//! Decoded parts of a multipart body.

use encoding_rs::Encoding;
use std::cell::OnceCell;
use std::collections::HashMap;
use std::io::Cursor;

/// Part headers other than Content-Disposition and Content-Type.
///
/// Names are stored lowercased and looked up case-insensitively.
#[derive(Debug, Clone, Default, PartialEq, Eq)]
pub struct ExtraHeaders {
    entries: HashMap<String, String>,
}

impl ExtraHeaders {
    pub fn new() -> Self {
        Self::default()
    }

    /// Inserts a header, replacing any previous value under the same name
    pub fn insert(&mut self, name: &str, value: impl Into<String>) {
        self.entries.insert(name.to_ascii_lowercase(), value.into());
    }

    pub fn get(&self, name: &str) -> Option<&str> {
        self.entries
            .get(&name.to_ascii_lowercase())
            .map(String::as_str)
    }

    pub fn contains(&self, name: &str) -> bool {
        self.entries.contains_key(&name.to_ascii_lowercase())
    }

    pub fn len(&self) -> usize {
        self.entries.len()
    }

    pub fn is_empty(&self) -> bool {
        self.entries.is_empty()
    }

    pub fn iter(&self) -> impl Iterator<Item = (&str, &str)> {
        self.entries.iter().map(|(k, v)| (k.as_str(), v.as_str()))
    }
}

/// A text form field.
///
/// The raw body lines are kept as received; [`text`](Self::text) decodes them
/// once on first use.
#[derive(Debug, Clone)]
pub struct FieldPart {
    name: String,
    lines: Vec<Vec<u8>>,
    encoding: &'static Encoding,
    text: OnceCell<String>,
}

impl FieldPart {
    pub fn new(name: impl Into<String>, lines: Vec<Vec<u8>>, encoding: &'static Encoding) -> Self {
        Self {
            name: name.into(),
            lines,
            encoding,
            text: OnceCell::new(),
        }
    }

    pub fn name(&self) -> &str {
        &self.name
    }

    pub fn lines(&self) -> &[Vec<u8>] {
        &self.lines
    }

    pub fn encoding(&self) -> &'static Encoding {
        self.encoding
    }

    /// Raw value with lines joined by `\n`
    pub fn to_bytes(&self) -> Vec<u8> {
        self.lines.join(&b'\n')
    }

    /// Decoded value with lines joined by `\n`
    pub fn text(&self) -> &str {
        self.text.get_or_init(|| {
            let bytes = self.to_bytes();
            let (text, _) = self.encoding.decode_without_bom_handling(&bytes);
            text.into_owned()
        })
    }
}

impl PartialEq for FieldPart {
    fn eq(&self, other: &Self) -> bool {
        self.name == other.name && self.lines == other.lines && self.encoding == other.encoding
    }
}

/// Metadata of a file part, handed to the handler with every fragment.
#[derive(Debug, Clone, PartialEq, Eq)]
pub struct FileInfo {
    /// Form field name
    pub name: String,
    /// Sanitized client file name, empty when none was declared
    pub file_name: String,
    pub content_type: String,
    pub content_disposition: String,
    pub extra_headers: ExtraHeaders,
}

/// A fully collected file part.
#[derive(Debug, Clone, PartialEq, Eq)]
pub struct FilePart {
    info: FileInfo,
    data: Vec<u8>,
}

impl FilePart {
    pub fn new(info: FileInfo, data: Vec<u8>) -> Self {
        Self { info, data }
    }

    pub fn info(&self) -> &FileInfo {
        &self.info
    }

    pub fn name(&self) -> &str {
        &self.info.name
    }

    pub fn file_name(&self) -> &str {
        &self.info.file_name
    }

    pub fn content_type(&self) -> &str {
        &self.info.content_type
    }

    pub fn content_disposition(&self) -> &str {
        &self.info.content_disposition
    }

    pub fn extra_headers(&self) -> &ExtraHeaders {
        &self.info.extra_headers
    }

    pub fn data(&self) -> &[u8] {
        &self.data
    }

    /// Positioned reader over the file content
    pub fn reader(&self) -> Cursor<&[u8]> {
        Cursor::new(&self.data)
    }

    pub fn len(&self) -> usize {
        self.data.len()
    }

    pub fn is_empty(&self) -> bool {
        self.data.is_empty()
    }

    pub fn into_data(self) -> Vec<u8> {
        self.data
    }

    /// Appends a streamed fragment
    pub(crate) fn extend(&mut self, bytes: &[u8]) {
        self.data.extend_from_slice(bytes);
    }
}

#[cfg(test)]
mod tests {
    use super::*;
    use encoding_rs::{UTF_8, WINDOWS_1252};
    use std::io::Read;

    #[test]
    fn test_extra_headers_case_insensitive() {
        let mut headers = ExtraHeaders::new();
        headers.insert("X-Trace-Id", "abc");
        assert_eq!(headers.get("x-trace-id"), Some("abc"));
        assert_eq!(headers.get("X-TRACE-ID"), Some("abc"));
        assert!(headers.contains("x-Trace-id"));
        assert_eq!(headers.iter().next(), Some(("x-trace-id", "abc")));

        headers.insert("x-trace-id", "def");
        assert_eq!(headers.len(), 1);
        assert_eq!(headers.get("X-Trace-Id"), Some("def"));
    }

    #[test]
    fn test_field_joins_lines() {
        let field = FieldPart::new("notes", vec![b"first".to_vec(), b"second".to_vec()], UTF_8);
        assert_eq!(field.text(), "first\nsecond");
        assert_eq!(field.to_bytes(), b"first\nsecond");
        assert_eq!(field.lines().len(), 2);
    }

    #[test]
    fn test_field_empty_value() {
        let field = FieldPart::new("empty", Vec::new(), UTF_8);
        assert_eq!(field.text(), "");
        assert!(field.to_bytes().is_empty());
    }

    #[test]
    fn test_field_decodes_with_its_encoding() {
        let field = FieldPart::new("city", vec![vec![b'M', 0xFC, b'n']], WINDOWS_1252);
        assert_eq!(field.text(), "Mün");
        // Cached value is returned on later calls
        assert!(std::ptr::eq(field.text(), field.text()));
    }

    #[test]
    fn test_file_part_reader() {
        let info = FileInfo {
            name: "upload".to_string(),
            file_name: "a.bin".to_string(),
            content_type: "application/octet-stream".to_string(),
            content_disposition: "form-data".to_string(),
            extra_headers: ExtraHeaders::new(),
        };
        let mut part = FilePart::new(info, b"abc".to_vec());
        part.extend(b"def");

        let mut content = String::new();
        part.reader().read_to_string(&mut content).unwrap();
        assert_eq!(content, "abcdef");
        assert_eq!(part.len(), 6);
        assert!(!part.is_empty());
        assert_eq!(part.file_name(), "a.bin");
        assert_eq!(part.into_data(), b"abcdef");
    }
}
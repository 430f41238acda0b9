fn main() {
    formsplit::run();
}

## Work request
Repeat all the records without altering a single word.

## Reply
//! Decoded parts of a multipart body.

use encoding_rs::Encoding;
use std::cell::OnceCell;
use std::collections::HashMap;
use std::io::Cursor;

/// Part headers other than Content-Disposition and Content-Type.
///
/// Names are stored lowercased and looked up case-insensitively.
#[derive(Debug, Clone, Default, PartialEq, Eq)]
pub struct ExtraHeaders {
    entries: HashMap<String, String>,
}

impl ExtraHeaders {
    pub fn new() -> Self {
        Self::default()
    }

    /// Inserts a header, replacing any previous value under the same name
    pub fn insert(&mut self, name: &str, value: impl Into<String>) {
        self.entries.insert(name.to_ascii_lowercase(), value.into());
    }

    pub fn get(&self, name: &str) -> Option<&str> {
        self.entries
            .get(&name.to_ascii_lowercase())
            .map(String::as_str)
    }

    pub fn contains(&self, name: &str) -> bool {
        self.entries.contains_key(&name.to_ascii_lowercase())
    }

    pub fn len(&self) -> usize {
        self.entries.len()
    }

    pub fn is_empty(&self) -> bool {
        self.entries.is_empty()
    }

    pub fn iter(&self) -> impl Iterator<Item = (&str, &str)> {
        self.entries.iter().map(|(k, v)| (k.as_str(), v.as_str()))
    }
}

/// A text form field.
///
/// The raw body lines are kept as received; [`text`](Self::text) decodes them
/// once on first use.
#[derive(Debug, Clone)]
pub struct FieldPart {
    name: String,
    lines: Vec<Vec<u8>>,
    encoding: &'static Encoding,
    text: OnceCell<String>,
}

impl FieldPart {
    pub fn new(name: impl Into<String>, lines: Vec<Vec<u8>>, encoding: &'static Encoding) -> Self {
        Self {
            name: name.into(),
            lines,
            encoding,
            text: OnceCell::new(),
        }
    }

    pub fn name(&self) -> &str {
        &self.name
    }

    pub fn lines(&self) -> &[Vec<u8>] {
        &self.lines
    }

    pub fn encoding(&self) -> &'static Encoding {
        self.encoding
    }

    /// Raw value with lines joined by `\n`
    pub fn to_bytes(&self) -> Vec<u8> {
        self.lines.join(&b'\n')
    }

    /// Decoded value with lines joined by `\n`
    pub fn text(&self) -> &str {
        self.text.get_or_init(|| {
            let bytes = self.to_bytes();
            let (text, _) = self.encoding.decode_without_bom_handling(&bytes);
            text.into_owned()
        })
    }
}

impl PartialEq for FieldPart {
    fn eq(&self, other: &Self) -> bool {
        self.name == other.name && self.lines == other.lines && self.encoding == other.encoding
    }
}

/// Metadata of a file part, handed to the handler with every fragment.
#[derive(Debug, Clone, PartialEq, Eq)]
pub struct FileInfo {
    /// Form field name
    pub name: String,
    /// Sanitized client file name, empty when none was declared
    pub file_name: String,
    pub content_type: String,
    pub content_disposition: String,
    pub extra_headers: ExtraHeaders,
}

/// A fully collected file part.
#[derive(Debug, Clone, PartialEq, Eq)]
pub struct FilePart {
    info: FileInfo,
    data: Vec<u8>,
}

impl FilePart {
    pub fn new(info: FileInfo, data: Vec<u8>) -> Self {
        Self { info, data }
    }

    pub fn info(&self) -> &FileInfo {
        &self.info
    }

    pub fn name(&self) -> &str {
        &self.info.name
    }

    pub fn file_name(&self) -> &str {
        &self.info.file_name
    }

    pub fn content_type(&self) -> &str {
        &self.info.content_type
    }

    pub fn content_disposition(&self) -> &str {
        &self.info.content_disposition
    }

    pub fn extra_headers(&self) -> &ExtraHeaders {
        &self.info.extra_headers
    }

    pub fn data(&self) -> &[u8] {
        &self.data
    }

    /// Positioned reader over the file content
    pub fn reader(&self) -> Cursor<&[u8]> {
        Cursor::new(&self.data)
    }

    pub fn len(&self) -> usize {
        self.data.len()
    }

    pub fn is_empty(&self) -> bool {
        self.data.is_empty()
    }

    pub fn into_data(self) -> Vec<u8> {
        self.data
    }

    /// Appends a streamed fragment
    pub(crate) fn extend(&mut self, bytes: &[u8]) {
        self.data.extend_from_slice(bytes);
    }
}

#[cfg(test)]
mod tests {
    use super::*;
    use encoding_rs::{UTF_8, WINDOWS_1252};
    use std::io::Read;

    #[test]
    fn test_extra_headers_case_insensitive() {
        let mut headers = ExtraHeaders::new();
        headers.insert("X-Trace-Id", "abc");
        assert_eq!(headers.get("x-trace-id"), Some("abc"));
        assert_eq!(headers.get("X-TRACE-ID"), Some("abc"));
        assert!(headers.contains("x-Trace-id"));
        assert_eq!(headers.iter().next(), Some(("x-trace-id", "abc")));

        headers.insert("x-trace-id", "def");
        assert_eq!(headers.len(), 1);
        assert_eq!(headers.get("X-Trace-Id"), Some("def"));
    }

    #[test]
    fn test_field_joins_lines() {
        let field = FieldPart::new("notes", vec![b"first".to_vec(), b"second".to_vec()], UTF_8);
        assert_eq!(field.text(), "first\nsecond");
        assert_eq!(field.to_bytes(), b"first\nsecond");
        assert_eq!(field.lines().len(), 2);
    }

    #[test]
    fn test_field_empty_value() {
        let field = FieldPart::new("empty", Vec::new(), UTF_8);
        assert_eq!(field.text(), "");
        assert!(field.to_bytes().is_empty());
    }

    #[test]
    fn test_field_decodes_with_its_encoding() {
        let field = FieldPart::new("city", vec![vec![b'M', 0xFC, b'n']], WINDOWS_1252);
        assert_eq!(field.text(), "Mün");
        // Cached value is returned on later calls
        assert!(std::ptr::eq(field.text(), field.text()));
    }

    #[test]
    fn test_file_part_reader() {
        let info = FileInfo {
            name: "upload".to_string(),
            file_name: "a.bin".to_string(),
            content_type: "application/octet-stream".to_string(),
            content_disposition: "form-data".to_string(),
            extra_headers: ExtraHeaders::new(),
        };
        let mut part = FilePart::new(info, b"abc".to_vec());
        part.extend(b"def");

        let mut content = String::new();
        part.reader().read_to_string(&mut content).unwrap();
        assert_eq!(content, "abcdef");
        assert_eq!(part.len(), 6);
        assert!(!part.is_empty());
        assert_eq!(part.file_name(), "a.bin");
        assert_eq!(part.into_data(), b"abcdef");
    }
}
repository 430f41238acda0b9
fn main() {
    formsplit::run();
}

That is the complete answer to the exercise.